[Stored data]
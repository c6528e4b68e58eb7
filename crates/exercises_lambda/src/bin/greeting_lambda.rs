use exercises_core::greeting::GreetingHandler;
use exercises_lambda::runtime::serve;
use lambda_runtime::Error;

#[tokio::main]
async fn main() -> Result<(), Error> {
    lambda_runtime::tracing::init_default_subscriber();
    serve(GreetingHandler).await
}
//! Scheduling-order demonstration.
//!
//! One invocation schedules a timer, queues a deferred task and starts a file
//! read while still in its synchronous section, then records the order in
//! which each callback actually runs. Synchronous lines always come first and
//! deferred tasks always drain before any timer fires.

use std::collections::VecDeque;
use std::path::PathBuf;
use std::sync::{Arc, Mutex, PoisonError};
use std::time::Duration;

use async_trait::async_trait;
use serde::Serialize;
use serde_json::Value;
use tokio::sync::oneshot;
use tokio::time::Instant;

use crate::contract::{Handler, InvocationContext};
use crate::error::HandlerError;

pub const DEFAULT_TIMER_DELAY: Duration = Duration::from_millis(5_000);

#[derive(Debug, Clone, Copy, PartialEq, Eq, Serialize)]
#[serde(rename_all = "snake_case")]
pub enum Phase {
    Synchronous,
    Deferred,
    Io,
    Timer,
}

#[derive(Debug, Clone, PartialEq, Eq)]
pub struct JournalEntry {
    pub phase: Phase,
    pub message: String,
}

/// Ordered, shareable record of the lines an invocation emitted.
#[derive(Debug, Clone, Default)]
pub struct PhaseJournal {
    entries: Arc<Mutex<Vec<JournalEntry>>>,
}

impl PhaseJournal {
    pub fn new() -> Self {
        Self::default()
    }

    pub fn record(&self, phase: Phase, message: impl Into<String>) {
        let message = message.into();
        tracing::info!(component = "scheduling", phase = ?phase, "{message}");
        self.entries
            .lock()
            .unwrap_or_else(PoisonError::into_inner)
            .push(JournalEntry { phase, message });
    }

    pub fn entries(&self) -> Vec<JournalEntry> {
        self.entries
            .lock()
            .unwrap_or_else(PoisonError::into_inner)
            .clone()
    }

    pub fn phases(&self) -> Vec<Phase> {
        self.entries().iter().map(|entry| entry.phase).collect()
    }
}

#[derive(Debug, Clone, PartialEq, Eq)]
pub struct SchedulingConfig {
    pub timer_delay: Duration,
    /// Keep the invocation open until the pending timer has fired.
    pub wait_for_pending_tasks: bool,
    /// File read during the synchronous section; `None` reads the running executable.
    pub read_path: Option<PathBuf>,
}

impl Default for SchedulingConfig {
    fn default() -> Self {
        Self {
            timer_delay: DEFAULT_TIMER_DELAY,
            wait_for_pending_tasks: true,
            read_path: None,
        }
    }
}

type DeferredTask = Box<dyn FnOnce(&PhaseJournal) + Send>;

#[derive(Debug, Clone, Default)]
pub struct SchedulingDemo {
    config: SchedulingConfig,
}

impl SchedulingDemo {
    pub fn new(config: SchedulingConfig) -> Self {
        Self { config }
    }

    pub async fn run(&self, journal: &PhaseJournal) -> Result<&'static str, HandlerError> {
        journal.record(Phase::Synchronous, "1. synchronous start");

        // The timer deadline starts counting at registration, but the callback
        // may not run before the synchronous section and its deferred tasks end.
        let deadline = Instant::now() + self.config.timer_delay;
        let (stack_cleared, stack_cleared_rx) = oneshot::channel::<()>();
        let timer_journal = journal.clone();
        let timer = tokio::spawn(async move {
            if stack_cleared_rx.await.is_err() {
                return;
            }
            tokio::time::sleep_until(deadline).await;
            timer_journal.record(Phase::Timer, "A. timer callback");
        });

        let mut deferred: VecDeque<DeferredTask> = VecDeque::new();
        deferred.push_back(Box::new(|journal| {
            journal.record(Phase::Deferred, "B. deferred task");
        }));

        let read_path = self.read_path()?;
        let read = tokio::spawn(tokio::fs::read(read_path.clone()));

        journal.record(Phase::Synchronous, "2. synchronous end");

        while let Some(task) = deferred.pop_front() {
            task(journal);
        }
        let _ = stack_cleared.send(());

        let path = read_path.display();
        let read_outcome = match read.await {
            Ok(Ok(bytes)) => format!("C. read {} bytes from {path}", bytes.len()),
            Ok(Err(error)) => format!("C. failed to read {path}: {error}"),
            Err(error) => format!("C. read task for {path} aborted: {error}"),
        };
        journal.record(Phase::Io, read_outcome);

        if self.config.wait_for_pending_tasks {
            if let Err(error) = timer.await {
                tracing::warn!(component = "scheduling", %error, "timer task did not complete");
            }
        } else {
            tracing::debug!(
                component = "scheduling",
                "returning with the timer still pending"
            );
        }

        Ok("OK")
    }

    fn read_path(&self) -> Result<PathBuf, HandlerError> {
        match &self.config.read_path {
            Some(path) => Ok(path.clone()),
            None => Ok(std::env::current_exe()?),
        }
    }
}

#[derive(Debug, Clone, Default)]
pub struct SchedulingHandler {
    demo: SchedulingDemo,
}

impl SchedulingHandler {
    pub fn new(demo: SchedulingDemo) -> Self {
        Self { demo }
    }
}

#[async_trait]
impl Handler for SchedulingHandler {
    fn name(&self) -> &'static str {
        "scheduling"
    }

    async fn invoke(
        &self,
        _event: Value,
        _context: &InvocationContext,
    ) -> Result<Value, HandlerError> {
        let journal = PhaseJournal::new();
        let outcome = self.demo.run(&journal).await?;
        Ok(Value::from(outcome))
    }
}

#[cfg(test)]
mod tests {
    use std::io::Write;

    use super::*;

    fn demo_for(file: &tempfile::NamedTempFile, timer_delay: Duration) -> SchedulingDemo {
        SchedulingDemo::new(SchedulingConfig {
            timer_delay,
            wait_for_pending_tasks: true,
            read_path: Some(file.path().to_path_buf()),
        })
    }

    fn io_message(journal: &PhaseJournal) -> String {
        journal
            .entries()
            .into_iter()
            .find(|entry| entry.phase == Phase::Io)
            .map(|entry| entry.message)
            .expect("journal should hold an io entry")
    }

    fn position(phases: &[Phase], phase: Phase) -> usize {
        phases
            .iter()
            .position(|value| *value == phase)
            .unwrap_or_else(|| panic!("missing {phase:?} entry in {phases:?}"))
    }

    #[tokio::test(start_paused = true)]
    async fn synchronous_lines_precede_every_scheduled_callback() {
        let mut file = tempfile::NamedTempFile::new().expect("temp file");
        file.write_all(b"hello").expect("write temp file");
        let journal = PhaseJournal::new();

        let outcome = demo_for(&file, DEFAULT_TIMER_DELAY)
            .run(&journal)
            .await
            .expect("demo should succeed");

        assert_eq!(outcome, "OK");
        let phases = journal.phases();
        assert_eq!(phases.len(), 5);
        assert_eq!(&phases[..2], &[Phase::Synchronous, Phase::Synchronous]);
        let deferred_at = position(&phases, Phase::Deferred);
        let timer_at = position(&phases, Phase::Timer);
        assert!(deferred_at < timer_at);
        assert!(io_message(&journal).contains("read 5 bytes"));
    }

    #[tokio::test(flavor = "multi_thread", worker_threads = 2)]
    async fn deferred_task_precedes_timer_even_without_delay() {
        let file = tempfile::NamedTempFile::new().expect("temp file");
        for _ in 0..20 {
            let journal = PhaseJournal::new();
            demo_for(&file, Duration::ZERO)
                .run(&journal)
                .await
                .expect("demo should succeed");

            let phases = journal.phases();
            let expected = [Phase::Synchronous, Phase::Synchronous, Phase::Deferred];
            assert_eq!(&phases[..3], &expected);
            assert!(phases.contains(&Phase::Timer));
        }
    }

    #[tokio::test]
    async fn detached_timer_is_not_awaited() {
        let file = tempfile::NamedTempFile::new().expect("temp file");
        let demo = SchedulingDemo::new(SchedulingConfig {
            timer_delay: Duration::from_secs(60),
            wait_for_pending_tasks: false,
            read_path: Some(file.path().to_path_buf()),
        });
        let journal = PhaseJournal::new();

        demo.run(&journal).await.expect("demo should succeed");

        assert!(!journal.phases().contains(&Phase::Timer));
        assert_eq!(journal.phases().last(), Some(&Phase::Io));
    }

    #[tokio::test(start_paused = true)]
    async fn unreadable_file_is_recorded_not_raised() {
        let directory = tempfile::tempdir().expect("temp dir");
        let demo = SchedulingDemo::new(SchedulingConfig {
            read_path: Some(directory.path().join("missing.txt")),
            ..SchedulingConfig::default()
        });
        let journal = PhaseJournal::new();

        demo.run(&journal).await.expect("demo should succeed");

        assert!(io_message(&journal).contains("failed to read"));
    }

    #[tokio::test(start_paused = true)]
    async fn default_read_path_is_the_running_executable() {
        let executable = std::env::current_exe().expect("test executable path");
        let demo = SchedulingDemo::default();
        let journal = PhaseJournal::new();

        demo.run(&journal).await.expect("demo should succeed");

        let message = io_message(&journal);
        assert!(message.starts_with("C. read "), "io entry: {message}");
        assert!(message.ends_with(&executable.display().to_string()));
    }
}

> **What is being asked**
Beginning with the opening line above, retype the records exactly through the line with "async fn main()", both ends included.

> **Written answer**
repository c6528e4b68e58eb7
filename crates/exercises_lambda/src/bin/greeting_lambda.rs
use exercises_core::greeting::GreetingHandler;
use exercises_lambda::runtime::serve;
use lambda_runtime::Error;

#[tokio::main]
async fn main() -> Result<(), Error> {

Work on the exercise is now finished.